Pré-candidatos sobem a Colina Sagrada na quinta (11)

 

Se o cronista político Jânio Lopo estivesse vivo, diria que na próxima quinta-feira (11) é o dia dos “pedintes de votos” subirem mais uma vez a Colina Sagrada. Era assim que ele nomeava os políticos, que todos os anos, caminham os oito quilômetros da Igreja da Conceição da Praia até a Basílica do Bonfim a fim de renovar a fé, mas, sobretudo, para testar a popularidade. O festejo religioso tornou-se uma espécie de termômetro político, principalmente, em anos eleitorais. Tanto o governador Rui Costa (PT), que disputará a reeleição neste ano, quanto o prefeito de Salvador, ACM Neto (DEM), que também deve entrar na briga, já confirmaram presenças na Lavagem do Bonfim.

Em entrevista ontem à imprensa, o chefe do Palácio de Ondina negou que usará o festejo para medir sua popularidade. “Nunca foi e não será momento de avaliação política. O Senhor do Bonfim é antes de tudo momento de demonstração da fé e da esperança do povo baiano. É um momento sagrado, que virou referência turística para o Brasil. A política fica, em minha opinião, em um tamanho muito pequeno. De minha parte, não terá nenhuma movimentação de cunho político, partidário eleitoral”, afirmou o petista.

Sem confirmar ainda que é candidato ao governo da Bahia, Neto também refuta a ideia de que a festa serve como um teste político. “Sempre vou à Basílica, e participo da Lavagem do Bonfim, como um ato de fé e agradecimento. É um momento que a gente tem de renovar essa devoção que temos ao Senhor do Bonfim, nessa festa tão bonita e que faz parte da identidade do povo da Bahia. Não participo da Lavagem para fazer política ou para testar a minha popularidade. Aliás, se for para testar a popularidade, faço isso diariamente, porque todos sabem que governo a cidade das ruas. Não sou político de gabinete”, ressaltou.

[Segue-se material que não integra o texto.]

//! Configuration surface.
//!
//! The host hands configuration over as loosely-typed JSON (form values,
//! environment plumbing, whatever the host UI produced). Numeric fields are
//! coerced with a fallback default on parse failure; config loading never
//! fails.

use serde_json::Value;

use crate::transport::{ProxyPair, normalize_proxy};

/// Validated sign-in configuration with documented defaults.
#[derive(Debug, Clone)]
pub struct SignConfig {
    /// Master enable flag.
    pub enabled: bool,
    /// Raw session cookie string, sent verbatim.
    pub cookie: String,
    /// Deliver user notifications.
    pub notify: bool,
    /// Cron expression for the host scheduler; opaque to the core.
    pub cron: Option<String>,
    /// Run once shortly after startup.
    pub onlyonce: bool,
    /// Random reward mode (`?random=true`) vs fixed reward.
    pub random_choice: bool,
    /// History retention window in days.
    pub history_days: i64,
    /// Route requests through the host proxy when one is configured.
    pub use_proxy: bool,
    /// Max automatic retries after a failed run; 0 disables retries.
    pub max_retries: u32,
    /// Verify TLS certificates.
    pub verify_ssl: bool,
    /// Random pre-request delay bounds, seconds.
    pub min_delay: u64,
    pub max_delay: u64,
    /// Forum member id, used for the optional user-info fetch.
    pub member_id: Option<String>,
    /// One-shot flag: wipe persisted history at startup, then self-clear.
    pub clear_history: bool,
    /// Statistics window in days.
    pub stats_days: i64,
    /// Raw proxy configuration as supplied by the host.
    pub proxy: Option<Value>,
}

impl Default for SignConfig {
    fn default() -> Self {
        Self {
            enabled: false,
            cookie: String::new(),
            notify: false,
            cron: None,
            onlyonce: false,
            random_choice: true,
            history_days: 30,
            use_proxy: true,
            max_retries: 3,
            verify_ssl: false,
            min_delay: 5,
            max_delay: 12,
            member_id: None,
            clear_history: false,
            stats_days: 30,
            proxy: None,
        }
    }
}

impl SignConfig {
    /// Build a config from a loosely-typed JSON object. Missing or
    /// malformed fields take their defaults; nothing here can fail.
    pub fn from_value(raw: &Value) -> Self {
        let defaults = Self::default();
        let Some(map) = raw.as_object() else {
            if !raw.is_null() {
                log::warn!("configuration is not an object, using defaults");
            }
            return defaults;
        };

        let get = |key: &str| map.get(key);

        Self {
            enabled: coerce_bool(get("enabled"), "enabled", defaults.enabled),
            cookie: get("cookie")
                .and_then(Value::as_str)
                .unwrap_or_default()
                .trim()
                .to_string(),
            notify: coerce_bool(get("notify"), "notify", defaults.notify),
            cron: get("cron")
                .and_then(Value::as_str)
                .map(str::trim)
                .filter(|s| !s.is_empty())
                .map(str::to_string),
            onlyonce: coerce_bool(get("onlyonce"), "onlyonce", defaults.onlyonce),
            random_choice: coerce_bool(
                get("random_choice"),
                "random_choice",
                defaults.random_choice,
            ),
            history_days: coerce_i64(get("history_days"), "history_days", defaults.history_days)
                .max(1),
            use_proxy: coerce_bool(get("use_proxy"), "use_proxy", defaults.use_proxy),
            max_retries: coerce_i64(get("max_retries"), "max_retries", defaults.max_retries as i64)
                .max(0) as u32,
            verify_ssl: coerce_bool(get("verify_ssl"), "verify_ssl", defaults.verify_ssl),
            min_delay: coerce_i64(get("min_delay"), "min_delay", defaults.min_delay as i64).max(0)
                as u64,
            max_delay: coerce_i64(get("max_delay"), "max_delay", defaults.max_delay as i64).max(0)
                as u64,
            member_id: get("member_id")
                .and_then(Value::as_str)
                .map(str::trim)
                .filter(|s| !s.is_empty())
                .map(str::to_string),
            clear_history: coerce_bool(
                get("clear_history"),
                "clear_history",
                defaults.clear_history,
            ),
            stats_days: coerce_i64(get("stats_days"), "stats_days", defaults.stats_days).max(1),
            proxy: get("proxy").cloned(),
        }
    }

    /// Effective proxy endpoints, honoring `use_proxy`.
    pub fn proxy_pair(&self) -> Option<ProxyPair> {
        if !self.use_proxy {
            return None;
        }
        normalize_proxy(self.proxy.as_ref())
    }
}

/// Lenient integer coercion: accepts numbers and numeric strings, logs and
/// falls back otherwise.
fn coerce_i64(value: Option<&Value>, key: &str, default: i64) -> i64 {
    match value {
        None | Some(Value::Null) => default,
        Some(Value::Number(n)) => n
            .as_i64()
            .or_else(|| n.as_f64().map(|f| f as i64))
            .unwrap_or_else(|| {
                log::warn!("config {key}={n} out of range, using default {default}");
                default
            }),
        Some(Value::String(s)) => s.trim().parse().unwrap_or_else(|_| {
            log::warn!("config {key}={s:?} is not a number, using default {default}");
            default
        }),
        Some(other) => {
            log::warn!("config {key}={other} has wrong type, using default {default}");
            default
        }
    }
}

/// Lenient boolean coercion: accepts bools and "true"/"false" strings.
fn coerce_bool(value: Option<&Value>, key: &str, default: bool) -> bool {
    match value {
        None | Some(Value::Null) => default,
        Some(Value::Bool(b)) => *b,
        Some(Value::String(s)) => match s.trim().to_ascii_lowercase().as_str() {
            "true" | "1" | "yes" => true,
            "false" | "0" | "no" => false,
            _ => {
                log::warn!("config {key}={s:?} is not a boolean, using default {default}");
                default
            }
        },
        Some(other) => {
            log::warn!("config {key}={other} has wrong type, using default {default}");
            default
        }
    }
}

O vice-prefeito Bruno Reis (MDB) entende, no entanto, que as festas populares são sempre termômetros políticos. “Sem dúvidas, esse ano teremos muitas especulações, porém, continuo seguindo no passo do trabalho, porém, ainda continuo no passado do trabalhado realizado por Salvador”, disse. Não se sabe ao certo quando ocorreu a primeira Lavagem do Bonfim, mas o ritual acontece na capital baiana desde o século 19. Conta a tradição que um soldado português prometerá ao Senhor do Bonfim, que, se voltasse vivo da Guerra do Paraguai, lavaria, em sinal da gratidão, a igreja. Ao subir a colina, em peregrinação, explicou para pessoas sua promessa e ali despertou-se um costume que permanece até hoje.  

Lideranças nacionais devem ir ao festejo religioso

Foi em 2014 que a Lavagem do Bonfim recebeu o título de patrimônio nacional. Naquele ano, a então ministra da Cultura, Marta Suplicy (MDB), veio a Salvador para participar da solenidade. A emedebista é uma das muitas lideranças nacionais, que todos os anos desembarcaram na capital baiana, para andar no tradicional percurso da Conceição da Praia até a igreja do Bonfim. Além de Marta, o senador Ronaldo Caiado (DEM), o ex-deputado federal Protógenes Queiroz e o ex-ministro e o então presidenciável Eduardo Campos (PSB) também estiveram no festejo. Neste ano, até o momento, a presidente nacional do Partido dos Trabalhadores, a senadora Gleisi Hoffmann, é a única liderança nacional confirmada.

O presidente do PSDB na Bahia, João Gualberto, disse que convidou o governador de São Paulo e pré-candidato a presidente, Geraldo Alckmin (PSDB), para festa religiosa, mas o tucano paulista ainda não confirmou presença. Alckmin não veio à Bahia desde novembro de 2016, quando participou de um encontro dos 40 anos de criação da Associação Baiana de Supermercados (Abase) e se reuniu com tucanos.